───── THE INPUT
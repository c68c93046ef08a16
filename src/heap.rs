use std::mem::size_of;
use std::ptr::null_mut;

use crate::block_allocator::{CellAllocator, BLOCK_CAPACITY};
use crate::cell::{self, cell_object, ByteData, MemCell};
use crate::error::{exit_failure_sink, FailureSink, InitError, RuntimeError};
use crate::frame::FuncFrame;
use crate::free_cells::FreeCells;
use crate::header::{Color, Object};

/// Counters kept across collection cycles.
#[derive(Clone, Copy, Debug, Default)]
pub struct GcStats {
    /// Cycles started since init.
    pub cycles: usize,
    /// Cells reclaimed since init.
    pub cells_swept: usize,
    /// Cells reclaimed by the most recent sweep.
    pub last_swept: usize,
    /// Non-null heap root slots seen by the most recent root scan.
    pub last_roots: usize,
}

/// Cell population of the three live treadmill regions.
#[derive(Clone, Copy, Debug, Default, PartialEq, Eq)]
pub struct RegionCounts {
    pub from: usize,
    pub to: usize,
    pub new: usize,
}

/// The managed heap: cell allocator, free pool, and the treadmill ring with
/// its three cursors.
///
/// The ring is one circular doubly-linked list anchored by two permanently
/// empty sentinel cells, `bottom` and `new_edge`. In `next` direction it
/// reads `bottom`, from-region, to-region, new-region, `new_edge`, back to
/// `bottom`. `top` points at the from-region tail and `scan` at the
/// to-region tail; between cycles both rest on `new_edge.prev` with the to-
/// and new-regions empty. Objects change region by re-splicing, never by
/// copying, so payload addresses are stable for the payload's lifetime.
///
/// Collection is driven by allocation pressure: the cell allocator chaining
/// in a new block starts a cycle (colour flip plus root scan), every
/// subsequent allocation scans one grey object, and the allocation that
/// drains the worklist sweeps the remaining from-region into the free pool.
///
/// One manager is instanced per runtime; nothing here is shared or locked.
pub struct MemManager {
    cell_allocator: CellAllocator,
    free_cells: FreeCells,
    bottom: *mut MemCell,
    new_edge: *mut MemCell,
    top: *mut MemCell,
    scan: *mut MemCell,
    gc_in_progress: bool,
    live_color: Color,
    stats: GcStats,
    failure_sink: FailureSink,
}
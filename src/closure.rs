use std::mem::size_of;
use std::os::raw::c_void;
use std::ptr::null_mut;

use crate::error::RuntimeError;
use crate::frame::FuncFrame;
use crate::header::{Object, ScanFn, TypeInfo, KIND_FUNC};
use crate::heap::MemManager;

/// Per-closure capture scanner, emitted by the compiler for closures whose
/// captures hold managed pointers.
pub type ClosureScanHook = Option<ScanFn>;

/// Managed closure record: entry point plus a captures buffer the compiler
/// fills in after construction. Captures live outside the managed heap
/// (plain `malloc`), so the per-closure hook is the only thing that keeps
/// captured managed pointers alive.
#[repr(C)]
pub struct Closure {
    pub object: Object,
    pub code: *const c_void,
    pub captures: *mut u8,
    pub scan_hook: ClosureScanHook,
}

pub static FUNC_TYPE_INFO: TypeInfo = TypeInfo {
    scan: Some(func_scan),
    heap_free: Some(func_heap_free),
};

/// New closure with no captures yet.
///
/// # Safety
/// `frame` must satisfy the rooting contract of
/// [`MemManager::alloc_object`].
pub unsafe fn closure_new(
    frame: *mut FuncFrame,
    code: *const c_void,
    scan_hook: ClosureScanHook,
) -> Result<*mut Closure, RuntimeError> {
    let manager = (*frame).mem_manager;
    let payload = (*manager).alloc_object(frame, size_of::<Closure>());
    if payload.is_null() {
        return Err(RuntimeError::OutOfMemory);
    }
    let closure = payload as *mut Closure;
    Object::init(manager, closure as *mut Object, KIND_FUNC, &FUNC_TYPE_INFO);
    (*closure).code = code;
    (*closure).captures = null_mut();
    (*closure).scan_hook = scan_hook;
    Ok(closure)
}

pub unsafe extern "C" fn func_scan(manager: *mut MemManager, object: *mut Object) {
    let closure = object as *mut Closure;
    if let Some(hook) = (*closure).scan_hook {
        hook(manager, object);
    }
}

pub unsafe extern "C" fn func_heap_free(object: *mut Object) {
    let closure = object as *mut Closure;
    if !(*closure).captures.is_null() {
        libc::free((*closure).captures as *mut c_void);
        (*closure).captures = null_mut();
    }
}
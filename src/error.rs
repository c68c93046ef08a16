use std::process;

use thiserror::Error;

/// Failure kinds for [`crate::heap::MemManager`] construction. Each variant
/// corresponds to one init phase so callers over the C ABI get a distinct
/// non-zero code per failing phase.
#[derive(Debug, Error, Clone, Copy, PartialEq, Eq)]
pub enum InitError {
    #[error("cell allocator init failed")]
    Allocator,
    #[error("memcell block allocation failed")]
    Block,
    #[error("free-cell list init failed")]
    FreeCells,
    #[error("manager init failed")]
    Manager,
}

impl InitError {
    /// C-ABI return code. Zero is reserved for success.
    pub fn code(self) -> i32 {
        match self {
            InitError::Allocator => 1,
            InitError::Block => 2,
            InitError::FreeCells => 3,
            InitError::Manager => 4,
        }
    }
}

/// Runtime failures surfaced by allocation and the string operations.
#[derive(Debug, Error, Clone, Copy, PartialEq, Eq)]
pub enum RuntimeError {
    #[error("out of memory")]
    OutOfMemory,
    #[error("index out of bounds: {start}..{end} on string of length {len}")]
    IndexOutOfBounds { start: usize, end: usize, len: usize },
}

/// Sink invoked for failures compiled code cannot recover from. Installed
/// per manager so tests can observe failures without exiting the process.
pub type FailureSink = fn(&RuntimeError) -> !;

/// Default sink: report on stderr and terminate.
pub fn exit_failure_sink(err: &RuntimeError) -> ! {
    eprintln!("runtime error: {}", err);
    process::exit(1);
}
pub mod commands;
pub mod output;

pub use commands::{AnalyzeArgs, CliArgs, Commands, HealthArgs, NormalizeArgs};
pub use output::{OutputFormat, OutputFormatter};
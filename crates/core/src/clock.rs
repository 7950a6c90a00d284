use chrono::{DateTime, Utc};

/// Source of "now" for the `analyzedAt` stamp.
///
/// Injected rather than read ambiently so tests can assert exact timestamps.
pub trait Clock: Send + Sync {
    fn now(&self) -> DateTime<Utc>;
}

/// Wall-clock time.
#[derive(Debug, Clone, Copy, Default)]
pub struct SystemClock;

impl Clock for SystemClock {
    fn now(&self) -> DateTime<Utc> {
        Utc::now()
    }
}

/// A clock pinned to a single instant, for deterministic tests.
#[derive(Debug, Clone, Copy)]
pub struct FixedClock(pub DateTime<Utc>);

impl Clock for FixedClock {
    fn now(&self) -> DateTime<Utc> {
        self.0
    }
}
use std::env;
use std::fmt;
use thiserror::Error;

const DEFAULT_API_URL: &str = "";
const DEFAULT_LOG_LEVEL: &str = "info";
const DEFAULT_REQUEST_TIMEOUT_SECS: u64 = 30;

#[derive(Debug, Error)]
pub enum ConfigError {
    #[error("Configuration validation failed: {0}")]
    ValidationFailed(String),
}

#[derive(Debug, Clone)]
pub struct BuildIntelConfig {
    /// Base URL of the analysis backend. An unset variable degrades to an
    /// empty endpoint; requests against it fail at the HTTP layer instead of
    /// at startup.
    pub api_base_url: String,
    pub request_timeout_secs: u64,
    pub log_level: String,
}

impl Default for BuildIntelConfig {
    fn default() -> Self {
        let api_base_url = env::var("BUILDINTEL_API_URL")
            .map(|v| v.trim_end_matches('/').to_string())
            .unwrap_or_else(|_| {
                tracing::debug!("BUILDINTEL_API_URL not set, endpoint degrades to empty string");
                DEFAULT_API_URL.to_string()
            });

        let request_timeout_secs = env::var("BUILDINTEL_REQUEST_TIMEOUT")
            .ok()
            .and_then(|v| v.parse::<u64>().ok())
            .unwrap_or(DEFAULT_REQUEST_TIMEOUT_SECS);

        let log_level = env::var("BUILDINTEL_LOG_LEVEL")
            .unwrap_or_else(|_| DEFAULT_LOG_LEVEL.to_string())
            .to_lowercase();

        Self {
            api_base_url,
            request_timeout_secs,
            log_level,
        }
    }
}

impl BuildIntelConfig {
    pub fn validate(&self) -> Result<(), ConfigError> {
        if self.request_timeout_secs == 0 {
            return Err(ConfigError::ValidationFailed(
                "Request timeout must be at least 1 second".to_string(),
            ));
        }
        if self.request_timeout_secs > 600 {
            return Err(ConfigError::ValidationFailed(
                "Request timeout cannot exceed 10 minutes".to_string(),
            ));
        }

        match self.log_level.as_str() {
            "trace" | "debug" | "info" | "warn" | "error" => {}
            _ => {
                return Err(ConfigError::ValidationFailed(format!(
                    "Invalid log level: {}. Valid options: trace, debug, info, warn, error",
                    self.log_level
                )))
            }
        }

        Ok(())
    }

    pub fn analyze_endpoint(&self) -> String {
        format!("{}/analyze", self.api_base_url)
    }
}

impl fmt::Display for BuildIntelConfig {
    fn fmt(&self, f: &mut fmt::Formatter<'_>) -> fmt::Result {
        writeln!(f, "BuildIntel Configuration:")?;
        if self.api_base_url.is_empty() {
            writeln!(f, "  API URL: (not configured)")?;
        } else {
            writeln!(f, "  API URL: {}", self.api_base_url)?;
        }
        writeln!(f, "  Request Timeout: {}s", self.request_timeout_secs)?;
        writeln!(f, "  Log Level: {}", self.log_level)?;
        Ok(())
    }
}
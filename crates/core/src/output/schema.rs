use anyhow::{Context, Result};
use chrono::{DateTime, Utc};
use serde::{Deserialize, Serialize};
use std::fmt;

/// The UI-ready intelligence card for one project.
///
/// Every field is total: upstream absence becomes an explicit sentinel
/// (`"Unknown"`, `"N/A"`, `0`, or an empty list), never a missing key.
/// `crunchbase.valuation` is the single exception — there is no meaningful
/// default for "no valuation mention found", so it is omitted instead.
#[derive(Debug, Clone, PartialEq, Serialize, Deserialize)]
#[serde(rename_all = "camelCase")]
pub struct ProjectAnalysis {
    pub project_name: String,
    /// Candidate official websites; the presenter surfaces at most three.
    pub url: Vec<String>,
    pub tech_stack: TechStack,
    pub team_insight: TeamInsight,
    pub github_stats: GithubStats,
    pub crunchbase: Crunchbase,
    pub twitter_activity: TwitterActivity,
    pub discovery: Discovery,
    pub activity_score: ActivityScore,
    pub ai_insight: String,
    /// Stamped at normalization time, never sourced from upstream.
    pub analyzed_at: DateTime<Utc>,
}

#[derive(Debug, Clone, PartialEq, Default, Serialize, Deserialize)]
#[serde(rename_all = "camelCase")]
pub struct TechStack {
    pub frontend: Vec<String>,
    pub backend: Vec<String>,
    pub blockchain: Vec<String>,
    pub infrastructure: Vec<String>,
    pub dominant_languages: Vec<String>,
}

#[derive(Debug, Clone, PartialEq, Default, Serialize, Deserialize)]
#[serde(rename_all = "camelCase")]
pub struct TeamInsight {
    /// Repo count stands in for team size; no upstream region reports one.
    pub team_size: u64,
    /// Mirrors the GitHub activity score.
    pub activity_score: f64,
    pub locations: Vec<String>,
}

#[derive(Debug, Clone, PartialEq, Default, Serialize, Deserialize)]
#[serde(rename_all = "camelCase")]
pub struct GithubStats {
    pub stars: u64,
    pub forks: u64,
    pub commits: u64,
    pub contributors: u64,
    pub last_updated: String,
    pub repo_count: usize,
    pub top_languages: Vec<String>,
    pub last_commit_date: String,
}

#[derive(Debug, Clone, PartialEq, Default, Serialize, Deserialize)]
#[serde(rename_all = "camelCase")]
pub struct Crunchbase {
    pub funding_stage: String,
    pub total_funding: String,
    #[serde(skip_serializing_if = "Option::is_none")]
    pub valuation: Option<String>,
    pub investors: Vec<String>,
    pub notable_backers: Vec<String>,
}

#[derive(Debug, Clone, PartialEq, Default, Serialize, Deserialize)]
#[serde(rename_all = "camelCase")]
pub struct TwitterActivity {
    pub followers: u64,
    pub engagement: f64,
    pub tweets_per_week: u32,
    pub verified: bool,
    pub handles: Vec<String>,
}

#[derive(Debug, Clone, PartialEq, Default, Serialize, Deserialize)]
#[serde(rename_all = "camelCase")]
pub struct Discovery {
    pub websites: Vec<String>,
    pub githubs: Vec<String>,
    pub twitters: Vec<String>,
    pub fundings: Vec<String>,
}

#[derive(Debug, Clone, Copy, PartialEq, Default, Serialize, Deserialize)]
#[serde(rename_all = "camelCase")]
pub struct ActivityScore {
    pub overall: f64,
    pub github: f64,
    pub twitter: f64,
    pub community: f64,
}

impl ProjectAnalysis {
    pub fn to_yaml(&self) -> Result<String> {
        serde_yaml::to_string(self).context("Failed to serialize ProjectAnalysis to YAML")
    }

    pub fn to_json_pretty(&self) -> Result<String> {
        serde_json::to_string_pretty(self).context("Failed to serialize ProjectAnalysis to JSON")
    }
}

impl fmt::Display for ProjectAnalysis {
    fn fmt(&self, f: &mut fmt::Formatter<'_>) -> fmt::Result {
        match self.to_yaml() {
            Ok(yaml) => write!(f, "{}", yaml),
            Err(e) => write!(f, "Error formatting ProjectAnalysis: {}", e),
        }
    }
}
──────────
───── THE INPUT
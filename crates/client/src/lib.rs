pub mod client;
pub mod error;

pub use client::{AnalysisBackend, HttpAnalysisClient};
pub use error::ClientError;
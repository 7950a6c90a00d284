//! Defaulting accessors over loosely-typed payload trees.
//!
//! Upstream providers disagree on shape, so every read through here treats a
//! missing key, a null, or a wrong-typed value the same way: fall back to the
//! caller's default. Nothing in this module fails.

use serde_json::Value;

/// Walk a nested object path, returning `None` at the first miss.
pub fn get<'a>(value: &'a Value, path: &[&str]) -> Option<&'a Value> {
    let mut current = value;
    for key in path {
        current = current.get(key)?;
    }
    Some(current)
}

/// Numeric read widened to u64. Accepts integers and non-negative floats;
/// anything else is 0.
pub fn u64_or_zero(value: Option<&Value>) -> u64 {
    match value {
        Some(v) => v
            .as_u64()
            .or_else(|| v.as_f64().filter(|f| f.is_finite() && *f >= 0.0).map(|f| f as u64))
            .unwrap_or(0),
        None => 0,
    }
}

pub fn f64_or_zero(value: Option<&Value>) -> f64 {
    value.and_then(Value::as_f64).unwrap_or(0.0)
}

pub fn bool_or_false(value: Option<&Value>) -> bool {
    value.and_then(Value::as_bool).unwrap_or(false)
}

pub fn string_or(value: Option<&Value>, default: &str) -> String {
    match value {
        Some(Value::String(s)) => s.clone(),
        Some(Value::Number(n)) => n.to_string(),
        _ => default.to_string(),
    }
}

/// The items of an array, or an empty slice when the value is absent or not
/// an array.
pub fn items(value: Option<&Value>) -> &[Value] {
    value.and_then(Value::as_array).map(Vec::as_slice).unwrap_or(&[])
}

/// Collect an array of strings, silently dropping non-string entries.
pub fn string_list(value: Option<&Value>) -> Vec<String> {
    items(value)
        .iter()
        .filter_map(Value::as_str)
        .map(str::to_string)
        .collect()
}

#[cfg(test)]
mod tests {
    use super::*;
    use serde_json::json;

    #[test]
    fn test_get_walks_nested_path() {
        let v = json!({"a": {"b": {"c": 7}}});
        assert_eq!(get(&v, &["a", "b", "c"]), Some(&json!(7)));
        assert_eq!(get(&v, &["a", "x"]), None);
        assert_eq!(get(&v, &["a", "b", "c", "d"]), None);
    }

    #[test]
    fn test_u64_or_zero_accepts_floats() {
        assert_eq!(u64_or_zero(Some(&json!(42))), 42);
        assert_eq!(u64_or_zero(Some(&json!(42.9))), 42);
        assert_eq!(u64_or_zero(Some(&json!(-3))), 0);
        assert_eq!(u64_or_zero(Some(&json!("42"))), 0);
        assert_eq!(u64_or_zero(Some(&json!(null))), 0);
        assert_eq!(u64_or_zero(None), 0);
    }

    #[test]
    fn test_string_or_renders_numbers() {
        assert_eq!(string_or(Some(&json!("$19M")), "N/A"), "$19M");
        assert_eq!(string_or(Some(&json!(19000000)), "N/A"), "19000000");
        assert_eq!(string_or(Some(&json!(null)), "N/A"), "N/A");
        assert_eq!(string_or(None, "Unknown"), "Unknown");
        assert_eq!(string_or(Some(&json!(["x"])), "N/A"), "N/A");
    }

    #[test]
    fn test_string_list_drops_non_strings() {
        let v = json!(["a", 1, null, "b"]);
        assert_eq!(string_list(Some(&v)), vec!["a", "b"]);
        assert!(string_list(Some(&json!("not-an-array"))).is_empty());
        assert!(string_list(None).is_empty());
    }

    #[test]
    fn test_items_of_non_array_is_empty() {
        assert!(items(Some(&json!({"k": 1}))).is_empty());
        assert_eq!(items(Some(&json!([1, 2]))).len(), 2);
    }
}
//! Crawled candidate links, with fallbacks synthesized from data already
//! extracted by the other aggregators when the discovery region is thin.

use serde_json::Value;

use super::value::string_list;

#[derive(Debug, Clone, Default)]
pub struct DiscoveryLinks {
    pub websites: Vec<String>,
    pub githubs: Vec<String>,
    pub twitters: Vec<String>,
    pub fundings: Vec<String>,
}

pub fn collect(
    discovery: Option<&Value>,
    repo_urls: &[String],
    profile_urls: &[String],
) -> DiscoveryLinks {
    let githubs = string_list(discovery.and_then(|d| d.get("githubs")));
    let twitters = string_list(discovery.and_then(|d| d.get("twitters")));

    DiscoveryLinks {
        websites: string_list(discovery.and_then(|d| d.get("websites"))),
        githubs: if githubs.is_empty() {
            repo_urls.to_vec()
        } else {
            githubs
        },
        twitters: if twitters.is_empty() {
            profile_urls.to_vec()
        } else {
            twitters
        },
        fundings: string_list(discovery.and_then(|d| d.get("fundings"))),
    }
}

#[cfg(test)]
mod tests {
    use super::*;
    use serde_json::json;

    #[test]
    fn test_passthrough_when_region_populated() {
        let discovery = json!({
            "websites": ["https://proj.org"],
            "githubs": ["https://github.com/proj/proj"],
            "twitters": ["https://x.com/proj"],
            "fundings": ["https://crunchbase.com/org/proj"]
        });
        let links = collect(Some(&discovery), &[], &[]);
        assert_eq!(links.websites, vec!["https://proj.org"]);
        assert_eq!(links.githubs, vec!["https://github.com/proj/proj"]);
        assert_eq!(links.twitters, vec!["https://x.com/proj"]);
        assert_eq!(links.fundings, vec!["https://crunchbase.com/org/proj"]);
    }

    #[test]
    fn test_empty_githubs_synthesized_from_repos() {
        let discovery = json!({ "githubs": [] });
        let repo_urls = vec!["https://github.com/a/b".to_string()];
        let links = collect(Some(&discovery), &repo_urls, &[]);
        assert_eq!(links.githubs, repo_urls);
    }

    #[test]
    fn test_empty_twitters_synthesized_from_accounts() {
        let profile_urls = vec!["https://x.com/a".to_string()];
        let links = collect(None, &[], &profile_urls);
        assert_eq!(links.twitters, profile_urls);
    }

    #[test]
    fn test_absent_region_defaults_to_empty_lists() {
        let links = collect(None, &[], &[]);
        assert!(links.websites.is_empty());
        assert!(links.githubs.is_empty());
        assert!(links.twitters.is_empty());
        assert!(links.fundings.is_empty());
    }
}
──────────
* WHAT THE TASK REQUIRES
Scan the listing for the word "fundings". Copy every line in which it appears.

* RESPONSE AREA
    pub fundings: Vec<String>,
    pub fundings: Vec<String>,
        fundings: string_list(discovery.and_then(|d| d.get("fundings"))),
            "fundings": ["https://crunchbase.com/org/proj"]
        assert_eq!(links.fundings, vec!["https://crunchbase.com/org/proj"]);
        assert!(links.fundings.is_empty());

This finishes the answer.